## Assigned task
An identical copy of every entry below is the required output.

(Items from a dataset)
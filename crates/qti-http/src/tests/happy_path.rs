//! Recovered authorization failures.

use super::harness::{MockProvider, MockTransport, RefreshScript, TestClient};
use crate::{ApiRequest, GateState, RequestBody};
use qti_auth::AuthenticationMethod;
use serde_json::{json, Value};

/// 401 with T1, refresh yields T2, replay carries `Bearer T2` and succeeds.
#[tokio::test]
async fn expired_token_is_refreshed_and_request_replayed() {
    let t = TestClient::new(MockTransport::accepting("T2"), MockProvider::issuing("T2"))
        .logged_in(AuthenticationMethod::Password);

    let value: Value = t
        .client
        .execute_json(ApiRequest::get("/assessments"))
        .await
        .unwrap();

    assert_eq!(value, json!({"ok": true}));
    assert_eq!(t.provider.refresh_calls(), 1);
    assert_eq!(
        t.transport.authorizations(),
        vec![Some("Bearer T1".to_string()), Some("Bearer T2".to_string())]
    );
    assert_eq!(t.errors.count(), 0, "recovered failures are not reported");
    assert_eq!(t.client.credentials().access_token().as_deref(), Some("T2"));
}

/// The replay resends the same method, path and body, marked as retried.
#[tokio::test]
async fn replay_is_identical_apart_from_token() {
    let t = TestClient::new(MockTransport::accepting("T2"), MockProvider::issuing("T2"))
        .logged_in(AuthenticationMethod::Password);

    t.client
        .execute(
            ApiRequest::post("/plan")
                .header("x-trace", "trace-1")
                .json_value(json!({"count": 3, "deliveryCodes": ["D1"]})),
        )
        .await
        .unwrap();

    let requests = t.transport.requests();
    assert_eq!(requests.len(), 2);
    let (first, replay) = (&requests[0], &requests[1]);
    assert_eq!(first.method, replay.method);
    assert_eq!(first.path, replay.path);
    assert_eq!(first.body, replay.body);
    assert_eq!(replay.body, RequestBody::Json(json!({"count": 3, "deliveryCodes": ["D1"]})));
    assert_eq!(replay.headers.get("x-trace").unwrap(), "trace-1");
    assert!(!first.retried);
    assert!(replay.retried);
}

/// A successful replay returns the budget to 0.
#[tokio::test]
async fn budget_returns_to_zero_after_successful_replay() {
    let t = TestClient::new(MockTransport::accepting("T2"), MockProvider::issuing("T2"))
        .logged_in(AuthenticationMethod::Anonymous);

    t.client.execute(ApiRequest::get("/sessions")).await.unwrap();

    assert_eq!(t.client.failure_budget(), 0);
    assert_eq!(t.client.gate_state(), GateState::Idle);
}

/// A rotated refresh token replaces the stored one; otherwise it is kept.
#[tokio::test]
async fn rotated_refresh_token_is_stored() {
    let t = TestClient::new(
        MockTransport::accepting("T2"),
        MockProvider::with_script(RefreshScript::Issue {
            access: "T2",
            refresh: Some("R2"),
        }),
    )
    .logged_in(AuthenticationMethod::Password);

    t.client.execute(ApiRequest::get("/sessions")).await.unwrap();
    assert_eq!(t.client.credentials().refresh_token().as_deref(), Some("R2"));

    let kept = TestClient::new(MockTransport::accepting("T2"), MockProvider::issuing("T2"))
        .logged_in(AuthenticationMethod::Password);
    kept.client.execute(ApiRequest::get("/sessions")).await.unwrap();
    assert_eq!(kept.client.credentials().refresh_token().as_deref(), Some("R1"));
}

/// After one recovered failure, a later expiry is recovered again.
#[tokio::test]
async fn later_expiry_gets_its_own_refresh() {
    let t = TestClient::new(MockTransport::accepting("T2"), MockProvider::issuing("T2"))
        .logged_in(AuthenticationMethod::Password);

    t.client.execute(ApiRequest::get("/sessions")).await.unwrap();

    // Token expires server-side again.
    t.client
        .credentials()
        .update(|c| c.access_token = "T-old".to_string())
        .unwrap();
    t.client.execute(ApiRequest::get("/sessions")).await.unwrap();

    assert_eq!(t.provider.refresh_calls(), 2);
    assert_eq!(t.errors.count(), 0);
}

## Solved exercise
filename crates/qti-http/src/tests/happy_path.rs
//! Recovered authorization failures.

use super::harness::{MockProvider, MockTransport, RefreshScript, TestClient};
use crate::{ApiRequest, GateState, RequestBody};
use qti_auth::AuthenticationMethod;
use serde_json::{json, Value};

/// 401 with T1, refresh yields T2, replay carries `Bearer T2` and succeeds.
#[tokio::test]
async fn expired_token_is_refreshed_and_request_replayed() {
    let t = TestClient::new(MockTransport::accepting("T2"), MockProvider::issuing("T2"))
        .logged_in(AuthenticationMethod::Password);

    let value: Value = t
        .client
        .execute_json(ApiRequest::get("/assessments"))
        .await
        .unwrap();

    assert_eq!(value, json!({"ok": true}));
    assert_eq!(t.provider.refresh_calls(), 1);
    assert_eq!(
        t.transport.authorizations(),
        vec![Some("Bearer T1".to_string()), Some("Bearer T2".to_string())]
    );
    assert_eq!(t.errors.count(), 0, "recovered failures are not reported");
    assert_eq!(t.client.credentials().access_token().as_deref(), Some("T2"));
}

/// The replay resends the same method, path and body, marked as retried.
#[tokio::test]
async fn replay_is_identical_apart_from_token() {
    let t = TestClient::new(MockTransport::accepting("T2"), MockProvider::issuing("T2"))
        .logged_in(AuthenticationMethod::Password);

    t.client
        .execute(
            ApiRequest::post("/plan")
                .header("x-trace", "trace-1")
                .json_value(json!({"count": 3, "deliveryCodes": ["D1"]})),
        )
        .await
        .unwrap();

    let requests = t.transport.requests();
    assert_eq!(requests.len(), 2);
    let (first, replay) = (&requests[0], &requests[1]);
    assert_eq!(first.method, replay.method);
    assert_eq!(first.path, replay.path);
    assert_eq!(first.body, replay.body);
    assert_eq!(replay.body, RequestBody::Json(json!({"count": 3, "deliveryCodes": ["D1"]})));
    assert_eq!(replay.headers.get("x-trace").unwrap(), "trace-1");
    assert!(!first.retried);
    assert!(replay.retried);
}

/// A successful replay returns the budget to 0.
#[tokio::test]
async fn budget_returns_to_zero_after_successful_replay() {
    let t = TestClient::new(MockTransport::accepting("T2"), MockProvider::issuing("T2"))
        .logged_in(AuthenticationMethod::Anonymous);

    t.client.execute(ApiRequest::get("/sessions")).await.unwrap();

    assert_eq!(t.client.failure_budget(), 0);
    assert_eq!(t.client.gate_state(), GateState::Idle);
}

/// A rotated refresh token replaces the stored one; otherwise it is kept.
#[tokio::test]
async fn rotated_refresh_token_is_stored() {
    let t = TestClient::new(
        MockTransport::accepting("T2"),
        MockProvider::with_script(RefreshScript::Issue {
            access: "T2",
            refresh: Some("R2"),
        }),
    )
    .logged_in(AuthenticationMethod::Password);

    t.client.execute(ApiRequest::get("/sessions")).await.unwrap();
    assert_eq!(t.client.credentials().refresh_token().as_deref(), Some("R2"));

    let kept = TestClient::new(MockTransport::accepting("T2"), MockProvider::issuing("T2"))
        .logged_in(AuthenticationMethod::Password);
    kept.client.execute(ApiRequest::get("/sessions")).await.unwrap();
    assert_eq!(kept.client.credentials().refresh_token().as_deref(), Some("R1"));
}

/// After one recovered failure, a later expiry is recovered again.
#[tokio::test]
async fn later_expiry_gets_its_own_refresh() {
    let t = TestClient::new(MockTransport::accepting("T2"), MockProvider::issuing("T2"))
        .logged_in(AuthenticationMethod::Password);

    t.client.execute(ApiRequest::get("/sessions")).await.unwrap();

    // Token expires server-side again.
    t.client
        .credentials()
        .update(|c| c.access_token = "T-old".to_string())
        .unwrap();
    t.client.execute(ApiRequest::get("/sessions")).await.unwrap();

    assert_eq!(t.provider.refresh_calls(), 2);
    assert_eq!(t.errors.count(), 0);
}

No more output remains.